Oftentimes, a WPD index will be a dependent variable in the model. For example, many research questions evolve around predictors of individual differences in emotion dynamics, such as whether they differ by age or other person characteristics. The unconditional (random effects) V-known model shown in Eq. (4a) and (b) can be readily extended into conditional (mixed effects) models by including between-person predictor variables x1, . . . , xS at Level 2:

$${\displaystyle \begin{array}{l}\textrm{Level}\ 1: d_i=\updelta_i+\upvarepsilon_i,\\ {}\textrm{Level}\ 2:\updelta_i=\upgamma_0+\upgamma_1x_{1i}+\upgamma_2x_{2i}+\dots +\gamma_Sx_{Si}+u_i,\\ \;\;\;\;\;\;\;\;\;\;\;\;\;\;{}\textrm{where}\ \upvarepsilon_i\sim N\left(0,\upsigma^{2}_{\;\upvarepsilon i}\right)\ \textrm{and}\ u_i\sim N\left(0,\uptau^2\right).\end{array}}$$
(9)

This model is known as meta-regression model in the meta-analysis literature (Lipsey & Wilson, 2001). The Level 1 equation remains the same as in Eq. (4a) as its role is to account for the variation of the index of WPD due to sampling variance, which is fixed at σ2εi for each individual. At Level 2, γ0 is now the intercept of the latent variable representing the index, γ1, . . . , γS are the regression coefficients for the set of predictor variables, and τ2 is the residual true between-person variance of the index.
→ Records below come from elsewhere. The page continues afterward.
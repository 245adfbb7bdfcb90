// Copyright (c) 2025 Soumyadip Sarkar.
// All rights reserved.
//
// This source code is licensed under the license found in the
// LICENSE file in the root directory of this source tree.

use crate::cli::arg;
use crate::ledger;
use crate::models::NewTransfer;
use crate::utils::{fmt_money, maybe_print_json, parse_amount, parse_date, pretty_table};
use anyhow::Result;
use rusqlite::Connection;
use serde::Serialize;
use std::collections::HashMap;

pub fn handle(conn: &Connection, m: &clap::ArgMatches) -> Result<()> {
    match m.subcommand() {
        Some(("add", sub)) => add(conn, sub)?,
        Some(("list", sub)) => list(conn, sub)?,
        _ => {}
    }
    Ok(())
}

fn add(conn: &Connection, sub: &clap::ArgMatches) -> Result<()> {
    let investor = ledger::investor_by_name(conn, arg(sub, "investor")?)?;
    let t = NewTransfer {
        investor_id: investor.id,
        amount: parse_amount(arg(sub, "amount")?)?,
        currency: arg(sub, "currency")?.parse()?,
        date: parse_date(arg(sub, "date")?)?,
    };
    ledger::add_transfer(conn, &t)?;
    println!(
        "Recorded transfer of {} from '{}' on {}",
        fmt_money(t.amount, t.currency.code()),
        investor.name,
        t.date
    );
    Ok(())
}

#[derive(Serialize)]
pub struct TransferRow {
    pub id: i64,
    pub date: String,
    pub investor: String,
    pub amount: f64,
    pub currency: String,
}

pub fn query_rows(conn: &Connection, investor: Option<&str>) -> Result<Vec<TransferRow>> {
    let names: HashMap<i64, String> = ledger::list_investors(conn)?
        .into_iter()
        .map(|i| (i.id, i.name))
        .collect();
    let transfers = match investor {
        Some(name) => ledger::list_transfers_for(conn, ledger::investor_by_name(conn, name)?.id)?,
        None => ledger::list_transfers(conn)?,
    };
    Ok(transfers
        .into_iter()
        .map(|t| TransferRow {
            id: t.id,
            date: t.date.to_string(),
            investor: names.get(&t.investor_id).cloned().unwrap_or_default(),
            amount: t.amount,
            currency: t.currency.to_string(),
        })
        .collect())
}

fn list(conn: &Connection, sub: &clap::ArgMatches) -> Result<()> {
    let investor = sub.get_one::<String>("investor").map(|s| s.as_str());
    let data = query_rows(conn, investor)?;
    if !maybe_print_json(sub.get_flag("json"), &data)? {
        let rows = data
            .iter()
            .map(|r| {
                vec![
                    r.id.to_string(),
                    r.date.clone(),
                    r.investor.clone(),
                    format!("{:.2}", r.amount),
                    r.currency.clone(),
                ]
            })
            .collect();
        println!(
            "{}",
            pretty_table(&["ID", "Date", "Investor", "Amount", "CCY"], rows)
        );
    }
    Ok(())
}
Other research questions will require more flexible modeling of WPD indices as independent variables, covariates, moderators, or mediator variables. V-known applications to multilevel SEM can accommodate the modeling of WPD indices as latent variables in these situations. As demonstrated by Cheung (2008), multilevel SEM models can readily accommodate V-known problems using a specific parameterization of a weighted least squares approach. To implement a V-known model in multilevel SEM programs such as Mplus, all terms at Level 1 (including the intercept) need to be weighted by the inverse standard error of the observed index (i.e., one over the square root of the known sampling variance: \({w}_i=1/\sqrt{\sigma_{\varepsilon i}^2}\)). A diagram of the V-known multilevel SEM model is shown in Fig. 1. Specifically, the observed index of WPD di is weighted by (i.e., multiplied with) wi, and this variable diwi is regressed on the weight variable wi in a Level 1 model without intercept (i.e., the intercept of diwi is fixed at 0). The resulting regression parameter implicitly weights the individual-specific sampling variance of the index such that the error term εiwi is a normally distributed random residual with mean = 0 and variance = 1 for each individual; accordingly, the residual variance of εiwi needs to be fixed at 1 in the model (see Fig. 1).

Fig. 1
figure 1

V-known multilevel structural equation model. Intercepts and residual variances at Level 2 are omitted for simplicity

In a random-effects V-known multilevel SEM model, the regression of diwi on wi has a random slope (shown as a filled circle at Level 1). At Level 2, these random regression slopes are modeled as a latent variable δi capturing the true variance of the WPD index. As is typical for SEM, the latent index δi can now be flexibly incorporated into any structural model; for example, as a latent predictor variable, latent mediator variable, or as a moderator variable using latent variable interactions (Cheung, 2015a). Figure 1 shows an example in which the latent index δi is a mediator variable of the relationship between a Level 2 predictor variable xi and a Level 2 dependent variable yi. In this example, the path coefficients are corrected for the unreliability of the index used as a mediator variable. The necessary procedures are implemented in the specialized R package metaSEM (Cheung, 2015b), but they can also be estimated with any multilevel SEM software, such as the general latent variable modeling program Mplus, or using the gsem command in STATA (Palmer & Sterne, 2015).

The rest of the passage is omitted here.